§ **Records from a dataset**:
+-------+

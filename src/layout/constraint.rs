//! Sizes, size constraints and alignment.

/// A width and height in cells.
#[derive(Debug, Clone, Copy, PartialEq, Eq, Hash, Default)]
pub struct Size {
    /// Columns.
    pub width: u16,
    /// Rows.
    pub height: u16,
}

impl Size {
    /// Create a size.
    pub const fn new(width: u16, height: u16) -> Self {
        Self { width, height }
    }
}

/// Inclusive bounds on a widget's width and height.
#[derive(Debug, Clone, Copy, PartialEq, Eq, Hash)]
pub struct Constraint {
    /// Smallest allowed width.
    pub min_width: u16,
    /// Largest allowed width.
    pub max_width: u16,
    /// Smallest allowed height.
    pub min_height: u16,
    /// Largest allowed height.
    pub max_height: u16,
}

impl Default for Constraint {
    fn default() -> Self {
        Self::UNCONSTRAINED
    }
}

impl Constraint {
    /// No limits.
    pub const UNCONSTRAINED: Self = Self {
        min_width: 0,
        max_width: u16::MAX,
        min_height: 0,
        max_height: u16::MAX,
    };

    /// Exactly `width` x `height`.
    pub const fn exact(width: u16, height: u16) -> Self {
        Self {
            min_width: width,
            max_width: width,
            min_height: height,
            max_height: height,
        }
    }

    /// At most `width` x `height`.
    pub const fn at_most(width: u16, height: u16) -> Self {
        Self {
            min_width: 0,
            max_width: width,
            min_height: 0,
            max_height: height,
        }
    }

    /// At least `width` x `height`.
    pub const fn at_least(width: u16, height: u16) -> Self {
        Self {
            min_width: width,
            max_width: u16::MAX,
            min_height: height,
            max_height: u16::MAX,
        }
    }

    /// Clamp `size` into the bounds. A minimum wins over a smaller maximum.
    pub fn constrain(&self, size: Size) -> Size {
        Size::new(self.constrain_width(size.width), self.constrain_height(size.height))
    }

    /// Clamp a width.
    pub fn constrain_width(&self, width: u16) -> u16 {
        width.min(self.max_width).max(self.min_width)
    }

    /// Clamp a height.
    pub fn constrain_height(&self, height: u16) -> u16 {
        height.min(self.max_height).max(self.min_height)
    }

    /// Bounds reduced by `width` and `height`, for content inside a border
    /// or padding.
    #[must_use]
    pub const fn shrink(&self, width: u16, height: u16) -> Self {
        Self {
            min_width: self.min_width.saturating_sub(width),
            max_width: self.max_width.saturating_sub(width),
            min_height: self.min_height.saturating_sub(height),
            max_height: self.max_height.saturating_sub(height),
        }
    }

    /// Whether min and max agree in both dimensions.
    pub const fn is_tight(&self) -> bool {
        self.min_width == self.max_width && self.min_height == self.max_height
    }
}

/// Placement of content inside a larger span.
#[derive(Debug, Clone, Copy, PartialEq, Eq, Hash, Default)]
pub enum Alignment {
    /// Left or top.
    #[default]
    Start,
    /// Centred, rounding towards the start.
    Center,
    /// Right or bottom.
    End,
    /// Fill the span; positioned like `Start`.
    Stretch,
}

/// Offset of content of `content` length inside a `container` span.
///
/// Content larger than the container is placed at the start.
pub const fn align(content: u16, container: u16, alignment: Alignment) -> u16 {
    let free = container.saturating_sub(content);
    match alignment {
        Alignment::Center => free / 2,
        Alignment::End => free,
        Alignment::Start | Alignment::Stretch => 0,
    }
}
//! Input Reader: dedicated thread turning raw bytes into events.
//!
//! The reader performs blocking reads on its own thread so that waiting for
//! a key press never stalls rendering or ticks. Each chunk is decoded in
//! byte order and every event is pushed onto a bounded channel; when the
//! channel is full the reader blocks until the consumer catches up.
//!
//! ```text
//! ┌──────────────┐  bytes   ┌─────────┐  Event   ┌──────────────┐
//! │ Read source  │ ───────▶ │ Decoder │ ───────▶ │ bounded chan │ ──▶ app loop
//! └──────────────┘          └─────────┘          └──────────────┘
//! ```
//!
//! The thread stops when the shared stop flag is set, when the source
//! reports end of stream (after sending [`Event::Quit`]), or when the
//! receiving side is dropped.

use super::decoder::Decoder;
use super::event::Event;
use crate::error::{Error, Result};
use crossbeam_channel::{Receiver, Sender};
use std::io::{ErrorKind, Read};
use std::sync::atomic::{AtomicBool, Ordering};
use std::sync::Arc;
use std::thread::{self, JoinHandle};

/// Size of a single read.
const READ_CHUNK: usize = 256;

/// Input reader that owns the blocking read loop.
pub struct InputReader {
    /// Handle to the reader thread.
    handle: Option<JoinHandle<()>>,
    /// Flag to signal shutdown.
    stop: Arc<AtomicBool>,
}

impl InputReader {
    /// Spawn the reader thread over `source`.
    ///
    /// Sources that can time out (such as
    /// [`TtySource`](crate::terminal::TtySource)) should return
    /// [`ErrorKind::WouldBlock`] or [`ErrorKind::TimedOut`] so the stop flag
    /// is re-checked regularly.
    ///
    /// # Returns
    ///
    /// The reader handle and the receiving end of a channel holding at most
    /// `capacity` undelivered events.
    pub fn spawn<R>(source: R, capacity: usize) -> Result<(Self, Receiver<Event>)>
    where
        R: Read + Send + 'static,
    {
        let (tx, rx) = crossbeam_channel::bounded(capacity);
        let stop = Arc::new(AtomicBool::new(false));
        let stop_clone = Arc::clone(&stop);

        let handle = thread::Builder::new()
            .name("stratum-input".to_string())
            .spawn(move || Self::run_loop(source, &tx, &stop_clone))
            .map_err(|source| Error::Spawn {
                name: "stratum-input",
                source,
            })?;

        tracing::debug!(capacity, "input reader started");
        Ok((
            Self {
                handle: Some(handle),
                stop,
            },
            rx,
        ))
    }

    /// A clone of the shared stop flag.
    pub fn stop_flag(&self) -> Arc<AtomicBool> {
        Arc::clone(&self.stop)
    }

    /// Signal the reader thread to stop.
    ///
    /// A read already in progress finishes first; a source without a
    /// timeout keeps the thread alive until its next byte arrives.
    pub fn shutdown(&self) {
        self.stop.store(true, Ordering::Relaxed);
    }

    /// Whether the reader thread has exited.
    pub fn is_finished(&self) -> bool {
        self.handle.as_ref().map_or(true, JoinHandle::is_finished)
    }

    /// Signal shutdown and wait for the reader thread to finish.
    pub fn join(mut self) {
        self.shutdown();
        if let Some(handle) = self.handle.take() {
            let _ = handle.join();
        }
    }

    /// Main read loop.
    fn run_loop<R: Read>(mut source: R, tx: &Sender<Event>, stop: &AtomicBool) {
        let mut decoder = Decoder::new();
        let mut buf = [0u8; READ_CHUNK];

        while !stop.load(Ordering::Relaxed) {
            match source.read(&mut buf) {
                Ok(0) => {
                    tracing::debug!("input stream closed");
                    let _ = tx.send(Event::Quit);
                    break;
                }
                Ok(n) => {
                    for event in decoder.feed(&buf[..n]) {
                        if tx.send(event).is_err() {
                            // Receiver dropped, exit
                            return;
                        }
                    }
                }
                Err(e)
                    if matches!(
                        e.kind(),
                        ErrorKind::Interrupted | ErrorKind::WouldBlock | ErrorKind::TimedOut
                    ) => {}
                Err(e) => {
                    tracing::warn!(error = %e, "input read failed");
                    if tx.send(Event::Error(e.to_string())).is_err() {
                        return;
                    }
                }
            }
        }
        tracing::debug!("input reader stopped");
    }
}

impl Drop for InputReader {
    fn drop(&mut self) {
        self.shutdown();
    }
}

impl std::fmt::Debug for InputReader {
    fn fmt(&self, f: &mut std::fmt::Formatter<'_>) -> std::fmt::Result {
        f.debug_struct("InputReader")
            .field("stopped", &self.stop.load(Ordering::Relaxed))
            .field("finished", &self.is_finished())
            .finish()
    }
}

+-------+

§ **PROBLEM TO WORK ON**: All of the entries are to be transcribed exactly.

§ **EXPECTED OUTPUT**:
filename src/layout/constraint.rs
//! Sizes, size constraints and alignment.

/// A width and height in cells.
#[derive(Debug, Clone, Copy, PartialEq, Eq, Hash, Default)]
pub struct Size {
    /// Columns.
    pub width: u16,
    /// Rows.
    pub height: u16,
}

impl Size {
    /// Create a size.
    pub const fn new(width: u16, height: u16) -> Self {
        Self { width, height }
    }
}

/// Inclusive bounds on a widget's width and height.
#[derive(Debug, Clone, Copy, PartialEq, Eq, Hash)]
pub struct Constraint {
    /// Smallest allowed width.
    pub min_width: u16,
    /// Largest allowed width.
    pub max_width: u16,
    /// Smallest allowed height.
    pub min_height: u16,
    /// Largest allowed height.
    pub max_height: u16,
}

impl Default for Constraint {
    fn default() -> Self {
        Self::UNCONSTRAINED
    }
}

impl Constraint {
    /// No limits.
    pub const UNCONSTRAINED: Self = Self {
        min_width: 0,
        max_width: u16::MAX,
        min_height: 0,
        max_height: u16::MAX,
    };

    /// Exactly `width` x `height`.
    pub const fn exact(width: u16, height: u16) -> Self {
        Self {
            min_width: width,
            max_width: width,
            min_height: height,
            max_height: height,
        }
    }

    /// At most `width` x `height`.
    pub const fn at_most(width: u16, height: u16) -> Self {
        Self {
            min_width: 0,
            max_width: width,
            min_height: 0,
            max_height: height,
        }
    }

    /// At least `width` x `height`.
    pub const fn at_least(width: u16, height: u16) -> Self {
        Self {
            min_width: width,
            max_width: u16::MAX,
            min_height: height,
            max_height: u16::MAX,
        }
    }

    /// Clamp `size` into the bounds. A minimum wins over a smaller maximum.
    pub fn constrain(&self, size: Size) -> Size {
        Size::new(self.constrain_width(size.width), self.constrain_height(size.height))
    }

    /// Clamp a width.
    pub fn constrain_width(&self, width: u16) -> u16 {
        width.min(self.max_width).max(self.min_width)
    }

    /// Clamp a height.
    pub fn constrain_height(&self, height: u16) -> u16 {
        height.min(self.max_height).max(self.min_height)
    }

    /// Bounds reduced by `width` and `height`, for content inside a border
    /// or padding.
    #[must_use]
    pub const fn shrink(&self, width: u16, height: u16) -> Self {
        Self {
            min_width: self.min_width.saturating_sub(width),
            max_width: self.max_width.saturating_sub(width),
            min_height: self.min_height.saturating_sub(height),
            max_height: self.max_height.saturating_sub(height),
        }
    }

    /// Whether min and max agree in both dimensions.
    pub const fn is_tight(&self) -> bool {
        self.min_width == self.max_width && self.min_height == self.max_height
    }
}

/// Placement of content inside a larger span.
#[derive(Debug, Clone, Copy, PartialEq, Eq, Hash, Default)]
pub enum Alignment {
    /// Left or top.
    #[default]
    Start,
    /// Centred, rounding towards the start.
    Center,
    /// Right or bottom.
    End,
    /// Fill the span; positioned like `Start`.
    Stretch,
}

/// Offset of content of `content` length inside a `container` span.
///
/// Content larger than the container is placed at the start.
pub const fn align(content: u16, container: u16, alignment: Alignment) -> u16 {
    let free = container.saturating_sub(content);
    match alignment {
        Alignment::Center => free / 2,
        Alignment::End => free,
        Alignment::Start | Alignment::Stretch => 0,
    }
}
//! Input Reader: dedicated thread turning raw bytes into events.
//!
//! The reader performs blocking reads on its own thread so that waiting for
//! a key press never stalls rendering or ticks. Each chunk is decoded in
//! byte order and every event is pushed onto a bounded channel; when the
//! channel is full the reader blocks until the consumer catches up.
//!
//! ```text
//! ┌──────────────┐  bytes   ┌─────────┐  Event   ┌──────────────┐
//! │ Read source  │ ───────▶ │ Decoder │ ───────▶ │ bounded chan │ ──▶ app loop
//! └──────────────┘          └─────────┘          └──────────────┘
//! ```
//!
//! The thread stops when the shared stop flag is set, when the source
//! reports end of stream (after sending [`Event::Quit`]), or when the
//! receiving side is dropped.

use super::decoder::Decoder;
use super::event::Event;
use crate::error::{Error, Result};
use crossbeam_channel::{Receiver, Sender};
use std::io::{ErrorKind, Read};
use std::sync::atomic::{AtomicBool, Ordering};
use std::sync::Arc;
use std::thread::{self, JoinHandle};

/// Size of a single read.
const READ_CHUNK: usize = 256;

/// Input reader that owns the blocking read loop.
pub struct InputReader {
    /// Handle to the reader thread.
    handle: Option<JoinHandle<()>>,
    /// Flag to signal shutdown.
    stop: Arc<AtomicBool>,
}

impl InputReader {
    /// Spawn the reader thread over `source`.
    ///
    /// Sources that can time out (such as
    /// [`TtySource`](crate::terminal::TtySource)) should return
    /// [`ErrorKind::WouldBlock`] or [`ErrorKind::TimedOut`] so the stop flag
    /// is re-checked regularly.
    ///
    /// # Returns
    ///
    /// The reader handle and the receiving end of a channel holding at most
    /// `capacity` undelivered events.
    pub fn spawn<R>(source: R, capacity: usize) -> Result<(Self, Receiver<Event>)>
    where
        R: Read + Send + 'static,
    {
        let (tx, rx) = crossbeam_channel::bounded(capacity);
        let stop = Arc::new(AtomicBool::new(false));
        let stop_clone = Arc::clone(&stop);

        let handle = thread::Builder::new()
            .name("stratum-input".to_string())
            .spawn(move || Self::run_loop(source, &tx, &stop_clone))
            .map_err(|source| Error::Spawn {
                name: "stratum-input",
                source,
            })?;

        tracing::debug!(capacity, "input reader started");
        Ok((
            Self {
                handle: Some(handle),
                stop,
            },
            rx,
        ))
    }

    /// A clone of the shared stop flag.
    pub fn stop_flag(&self) -> Arc<AtomicBool> {
        Arc::clone(&self.stop)
    }

    /// Signal the reader thread to stop.
    ///
    /// A read already in progress finishes first; a source without a
    /// timeout keeps the thread alive until its next byte arrives.
    pub fn shutdown(&self) {
        self.stop.store(true, Ordering::Relaxed);
    }

    /// Whether the reader thread has exited.
    pub fn is_finished(&self) -> bool {
        self.handle.as_ref().map_or(true, JoinHandle::is_finished)
    }

    /// Signal shutdown and wait for the reader thread to finish.
    pub fn join(mut self) {
        self.shutdown();
        if let Some(handle) = self.handle.take() {
            let _ = handle.join();
        }
    }

    /// Main read loop.
    fn run_loop<R: Read>(mut source: R, tx: &Sender<Event>, stop: &AtomicBool) {
        let mut decoder = Decoder::new();
        let mut buf = [0u8; READ_CHUNK];

        while !stop.load(Ordering::Relaxed) {
            match source.read(&mut buf) {
                Ok(0) => {
                    tracing::debug!("input stream closed");
                    let _ = tx.send(Event::Quit);
                    break;
                }
                Ok(n) => {
                    for event in decoder.feed(&buf[..n]) {
                        if tx.send(event).is_err() {
                            // Receiver dropped, exit
                            return;
                        }
                    }
                }
                Err(e)
                    if matches!(
                        e.kind(),
                        ErrorKind::Interrupted | ErrorKind::WouldBlock | ErrorKind::TimedOut
                    ) => {}
                Err(e) => {
                    tracing::warn!(error = %e, "input read failed");
                    if tx.send(Event::Error(e.to_string())).is_err() {
                        return;
                    }
                }
            }
        }
        tracing::debug!("input reader stopped");
    }
}

impl Drop for InputReader {
    fn drop(&mut self) {
        self.shutdown();
    }
}

impl std::fmt::Debug for InputReader {
    fn fmt(&self, f: &mut std::fmt::Formatter<'_>) -> std::fmt::Result {
        f.debug_struct("InputReader")
            .field("stopped", &self.stop.load(Ordering::Relaxed))
            .field("finished", &self.is_finished())
            .finish()
    }
}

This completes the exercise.